Set up the groundwork for a port to Diesel #589

sgrif · 2017-03-04T18:41:52Z

This PR changes the users#show endpoint to use Diesel instead of
rust-postgres, (and adds a test for that endpoint). I chose that
endpoint as it seemed likely to touch as few things as possible, but
enough to require setting up Diesel connection pooling, and testing.

I have also ported over the migrations to use Diesel's migration
infrastructure. The migration files (except the final migration) were
generated programatically. Any non-reversible migrations were not dumped
as these contained procedural data updates which aren't relevant to
setting up a new database.

cargo run --bin migrate will move all the entries in the old
migrations table into the one used by Diesel. That function is brittle
since it relies on Diesel internals.
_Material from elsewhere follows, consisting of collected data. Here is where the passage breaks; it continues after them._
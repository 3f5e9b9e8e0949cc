//! Alert Monitor
//!
//! Periodically evaluates portfolio risk, host resources and service health,
//! and fans admitted alerts out to the configured notification channels.

use alert_engine::{
    AlertEngine, AlertPublisher, AlertStore, EmailChannel, EngineSettings, HttpMetricsProvider,
    MemoryAlertStore, NotificationDispatcher, PostgresAlertStore, RedisAlertPublisher,
    TelegramChannel, WebhookChannel,
};
use anyhow::Result;
use clap::Parser;
use sentinel_core::config::{AlertRules, AlertsConfig, Config};
use sentinel_core::db;
use std::sync::Arc;
use std::time::Duration;
use tokio::sync::watch;
use tracing::{info, warn};
use tracing_subscriber::{layer::SubscriberExt, util::SubscriberInitExt, EnvFilter};

#[global_allocator]
static GLOBAL: tikv_jemallocator::Jemalloc = tikv_jemallocator::Jemalloc;

const HEALTH_FILE: &str = "/tmp/healthy";

#[derive(Parser, Debug)]
#[command(name = "alert-monitor", about = "Risk and resource alerting service")]
struct Args {
    /// Run a single cycle and exit.
    #[arg(long)]
    once: bool,

    /// Alert rules file, overriding ALERT_RULES_PATH.
    #[arg(long)]
    rules: Option<String>,
}

fn touch_health_file() {
    let _ = std::fs::write(HEALTH_FILE, format!("{}", chrono::Utc::now().timestamp()));
}

fn init_tracing() {
    let filter = EnvFilter::try_from_default_env()
        .unwrap_or_else(|_| "alert_monitor=info,alert_engine=info,sentinel_core=warn".into());

    let json = std::env::var("LOG_FORMAT")
        .map(|v| v.eq_ignore_ascii_case("json"))
        .unwrap_or(false);

    if json {
        tracing_subscriber::registry()
            .with(filter)
            .with(tracing_subscriber::fmt::layer().json())
            .init();
    } else {
        tracing_subscriber::registry()
            .with(filter)
            .with(tracing_subscriber::fmt::layer())
            .init();
    }
}

fn build_dispatcher(alerts: &AlertsConfig, timeout: Duration) -> Result<NotificationDispatcher> {
    let http_client = reqwest::Client::builder().timeout(timeout).build()?;
    let mut dispatcher = NotificationDispatcher::new(timeout);

    if let Some(smtp) = &alerts.smtp {
        dispatcher.register(Arc::new(EmailChannel::new(smtp.clone())?));
    }
    if let Some(slack) = &alerts.slack {
        dispatcher.register(Arc::new(WebhookChannel::slack(
            http_client.clone(),
            slack.webhook_url.clone(),
            slack.channel.clone(),
        )));
    }
    if let Some(url) = &alerts.discord_webhook_url {
        dispatcher.register(Arc::new(WebhookChannel::discord(http_client.clone(), url.clone())));
    }
    if let Some(telegram) = &alerts.telegram {
        dispatcher.register(Arc::new(TelegramChannel::new(http_client, telegram.clone())));
    }

    let registered = dispatcher.registered();
    if registered.is_empty() {
        warn!("No notification channels configured; alerts will only be stored");
    } else {
        info!(channels = ?registered, "Notification channels registered");
    }

    Ok(dispatcher)
}

async fn build_store(config: &Config) -> Result<Arc<dyn AlertStore>> {
    match &config.database {
        Some(database) => {
            let pool = db::create_pool(database).await?;

            let skip_migrations = std::env::var("SKIP_MIGRATIONS")
                .map(|v| v == "true" || v == "1")
                .unwrap_or(false);
            if skip_migrations {
                info!("Skipping migrations (SKIP_MIGRATIONS=true)");
            } else {
                db::run_migrations(&pool).await?;
            }

            Ok(Arc::new(PostgresAlertStore::new(pool)))
        }
        None => {
            warn!("DATABASE_URL not set, keeping alerts in memory");
            Ok(Arc::new(MemoryAlertStore::new()))
        }
    }
}

async fn build_publisher(config: &Config) -> Option<Arc<dyn AlertPublisher>> {
    let redis = config.redis.as_ref()?;

    let client = match redis::Client::open(redis.url.as_str()) {
        Ok(client) => client,
        Err(e) => {
            warn!(error = %e, "Invalid REDIS_URL, alert events disabled");
            return None;
        }
    };

    match RedisAlertPublisher::new(client).await {
        Ok(publisher) => Some(Arc::new(publisher)),
        Err(e) => {
            warn!(error = %e, "Redis unavailable, alert events disabled");
            None
        }
    }
}

#[tokio::main]
async fn main() -> Result<()> {
    init_tracing();
    let args = Args::parse();

    info!("Starting Alert Monitor");
    touch_health_file();

    let config = Config::from_env()?;
    let rules_path = args.rules.unwrap_or_else(|| config.engine.rules_path.clone());
    let rules = AlertRules::load(&rules_path)?;

    let store = build_store(&config).await?;
    let provider = Arc::new(HttpMetricsProvider::new(&config.provider)?);
    let dispatcher = build_dispatcher(
        &config.alerts,
        Duration::from_secs(config.engine.channel_timeout_secs),
    )?;

    let mut engine = AlertEngine::new(
        EngineSettings::from(&config.engine),
        store,
        provider,
        dispatcher,
    );
    if let Some(publisher) = build_publisher(&config).await {
        engine = engine.with_publisher(publisher);
    }

    engine.apply_rules(&rules).await?;
    info!(
        subjects = engine.subjects().await.len(),
        rules = %rules_path,
        "Alert rules applied"
    );

    if args.once {
        let report = engine.run_cycle().await;
        touch_health_file();
        info!(admitted = report.admitted, "Single cycle finished");
        return Ok(());
    }

    let (shutdown_tx, shutdown_rx) = watch::channel(false);
    tokio::spawn(async move {
        if tokio::signal::ctrl_c().await.is_ok() {
            info!("Shutdown signal received");
            let _ = shutdown_tx.send(true);
        }
    });

    engine
        .run_with(shutdown_rx, |_| touch_health_file())
        .await;

    Ok(())
}
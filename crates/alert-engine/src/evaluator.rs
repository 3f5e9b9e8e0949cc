//! Threshold evaluation and alert-config validation.

use crate::cooldown::MAX_COOLDOWN_SECS;
use crate::error::{AlertError, Result};
use crate::metrics::RiskMetricsSnapshot;
use crate::templates::alert_message;
use chrono::{DateTime, Utc};
use sentinel_core::types::{
    Alert, AlertConfig, AlertKind, AlertType, PortfolioExposure, ResourceSample, RiskProfile,
};
use serde_json::json;

/// What was observed about a subject during a cycle.
#[derive(Debug, Clone, PartialEq)]
pub enum Observation {
    Portfolio {
        snapshot: RiskMetricsSnapshot,
        exposure: PortfolioExposure,
    },
    Resource(ResourceSample),
    ServiceHealth {
        healthy: bool,
    },
}

impl Observation {
    /// Whether this observation carries data for `alert_type`.
    fn covers(&self, alert_type: AlertType) -> bool {
        match self {
            Self::Portfolio { .. } => alert_type.is_risk(),
            Self::Resource(_) => alert_type.is_resource(),
            Self::ServiceHealth { .. } => alert_type == AlertType::ServiceDown,
        }
    }

    /// Measured value compared against the threshold. Drawdown and VaR are
    /// reported as positive loss magnitudes.
    fn measured(&self, alert_type: AlertType) -> Option<f64> {
        match self {
            Self::Portfolio { snapshot, exposure } => match alert_type {
                AlertType::Drawdown => Some(-snapshot.max_drawdown),
                AlertType::ValueAtRisk => Some(-snapshot.var_95),
                AlertType::Leverage => Some(exposure.max_leverage),
                AlertType::PositionSize => Some(exposure.total_exposure),
                _ => None,
            },
            Self::Resource(sample) => sample.value_for(alert_type),
            Self::ServiceHealth { .. } => None,
        }
    }

    fn metadata(&self) -> serde_json::Value {
        match self {
            Self::Portfolio { snapshot, exposure } => json!({
                "var_95": snapshot.var_95,
                "var_99": snapshot.var_99,
                "expected_shortfall": snapshot.expected_shortfall,
                "sharpe_ratio": snapshot.sharpe_ratio,
                "sortino_ratio": snapshot.sortino_ratio,
                "max_drawdown": snapshot.max_drawdown,
                "total_exposure": exposure.total_exposure,
                "max_leverage": exposure.max_leverage,
                "position_count": exposure.position_count,
            }),
            Self::Resource(sample) => json!({
                "sampled_at": sample.sampled_at,
            }),
            Self::ServiceHealth { healthy } => json!({
                "healthy": healthy,
            }),
        }
    }
}

/// Threshold that applies to `config`: its own, else the profile's limit for
/// the risk types that have one.
pub fn effective_threshold(config: &AlertConfig, profile: &RiskProfile) -> Option<f64> {
    config.threshold.or(match config.alert_type {
        AlertType::Drawdown => Some(profile.max_drawdown),
        AlertType::Leverage => Some(profile.max_leverage),
        AlertType::PositionSize => Some(profile.max_position_size),
        _ => None,
    })
}

/// Compares observations against alert configs.
#[derive(Debug, Clone, Copy, Default)]
pub struct ThresholdEvaluator;

impl ThresholdEvaluator {
    /// One candidate per enabled config whose value strictly exceeds its
    /// threshold, or per unhealthy service.
    pub fn evaluate(
        &self,
        subject_id: &str,
        observation: &Observation,
        profile: &RiskProfile,
        configs: &[AlertConfig],
        now: DateTime<Utc>,
    ) -> Vec<Alert> {
        configs
            .iter()
            .filter(|config| config.enabled && observation.covers(config.alert_type))
            .filter_map(|config| self.evaluate_one(subject_id, observation, profile, config, now))
            .collect()
    }

    fn evaluate_one(
        &self,
        subject_id: &str,
        observation: &Observation,
        profile: &RiskProfile,
        config: &AlertConfig,
        now: DateTime<Utc>,
    ) -> Option<Alert> {
        let alert_type = config.alert_type;

        let alert = match alert_type.kind() {
            AlertKind::ServiceHealth => match observation {
                Observation::ServiceHealth { healthy: false } => Alert::new(
                    alert_type,
                    subject_id,
                    config.severity,
                    alert_message(alert_type, subject_id, None, None),
                ),
                _ => return None,
            },
            AlertKind::Threshold => {
                let threshold = effective_threshold(config, profile)?;
                let value = observation.measured(alert_type)?;
                if value.is_nan() || value <= threshold {
                    return None;
                }
                Alert::new(
                    alert_type,
                    subject_id,
                    config.severity,
                    alert_message(alert_type, subject_id, Some(value), Some(threshold)),
                )
                .with_measurement(value, threshold)
            }
        };

        Some(alert.with_metadata(observation.metadata()).created_at(now))
    }
}

/// Reject configs the evaluator cannot apply meaningfully.
pub fn validate_alert_config(config: &AlertConfig) -> Result<()> {
    let alert_type = config.alert_type;

    if let Some(threshold) = config.threshold {
        if !threshold.is_finite() {
            return Err(AlertError::InvalidConfig(format!(
                "{alert_type}: threshold must be finite"
            )));
        }
        if threshold < 0.0 {
            return Err(AlertError::InvalidConfig(format!(
                "{alert_type}: threshold must be non-negative, got {threshold}"
            )));
        }
        if let Some(max) = alert_type.unit().and_then(|unit| unit.max()) {
            if threshold > max {
                return Err(AlertError::InvalidConfig(format!(
                    "{alert_type}: threshold must be at most {max}, got {threshold}"
                )));
            }
        }
    } else if alert_type.is_resource() {
        return Err(AlertError::InvalidConfig(format!(
            "{alert_type}: a threshold is required"
        )));
    }

    if config.cooldown_seconds > MAX_COOLDOWN_SECS {
        return Err(AlertError::InvalidConfig(format!(
            "{alert_type}: cooldown_seconds must be at most {MAX_COOLDOWN_SECS}, got {}",
            config.cooldown_seconds
        )));
    }

    if config.recipients.iter().any(|r| r.trim().is_empty()) {
        return Err(AlertError::InvalidConfig(format!(
            "{alert_type}: recipients must not be blank"
        )));
    }

    Ok(())
}
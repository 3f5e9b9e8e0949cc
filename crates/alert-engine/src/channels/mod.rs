//! Notification channels.

pub mod email;
pub mod telegram;
pub mod webhook;

pub use email::EmailChannel;
pub use telegram::TelegramChannel;
pub use webhook::WebhookChannel;

use crate::templates::{TemplateData, TemplateKey};
use async_trait::async_trait;
use sentinel_core::types::ChannelKind;
use thiserror::Error;

/// Notification channel errors.
#[derive(Debug, Error)]
pub enum ChannelError {
    #[error("Channel {0} is not registered")]
    NotRegistered(ChannelKind),
    #[error("Channel {channel} timed out after {timeout_secs}s")]
    Timeout {
        channel: ChannelKind,
        timeout_secs: u64,
    },
    #[error("Failed to build notification: {0}")]
    Build(String),
    #[error("Transport error: {0}")]
    Transport(String),
    #[error("Endpoint rejected notification with status {0}")]
    Rejected(u16),
    #[error("No recipients configured")]
    NoRecipients,
}

impl From<reqwest::Error> for ChannelError {
    fn from(err: reqwest::Error) -> Self {
        Self::Transport(err.to_string())
    }
}

/// A destination alerts can be delivered to.
#[async_trait]
pub trait NotificationChannel: Send + Sync {
    fn kind(&self) -> ChannelKind;

    /// Render `template` with `data` and deliver it.
    async fn send(&self, template: TemplateKey, data: &TemplateData) -> Result<(), ChannelError>;
}

/// Map a non-success HTTP status to a rejection.
pub(crate) fn check_status(response: &reqwest::Response) -> Result<(), ChannelError> {
    let status = response.status();
    if status.is_success() {
        Ok(())
    } else {
        Err(ChannelError::Rejected(status.as_u16()))
    }
}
However, it really only matters for
existing contributors (and one deploy to Heroku), so when that function
breaks we can just delete it.

I've added an additional migration to make the schema compatible with
infer_schema!, which doesn't support tables that have no primary key.
I'm not using infer_schema! just yet, as it doesn't work with non-core
types and there are some tsvector columns.

I re-ordered the columns on the User struct, as diesel emits an
explicit select clause and then fetches columns by index rather than by
name. This means that the order has to match how it was defined to
Diesel (which in the case of infer_schema! will be the database
definition order). If we don't want this restriction, we can replace the
infer_schema! call with manual table! calls (which can be
automatically generated by diesel print-schema), and have the columns
ordered there to match the struct.

Differences to note

The rust-postgres connection is set to require TLS when the env var
HEROKU is set. In Diesel, this would be to add ?sslmode=require onto
the database URL. I'm unsure if heroku-postgres URLs already have this
or not, so I have not added any explicit code for that. It's a question
that should be answered before this is deployed.

Additionally, I chose not to automatically wrap each request in a
transaction. It's unneccessary most of the time, and seems like it was
only done to make testing easier. Since Diesel has explicit support for
"run tests in a transaction that never commits", we don't need that
here.

sgrif · 2017-03-04T20:36:50Z

So just glancing through where the codebase is at now, a few notes in terms of feature support.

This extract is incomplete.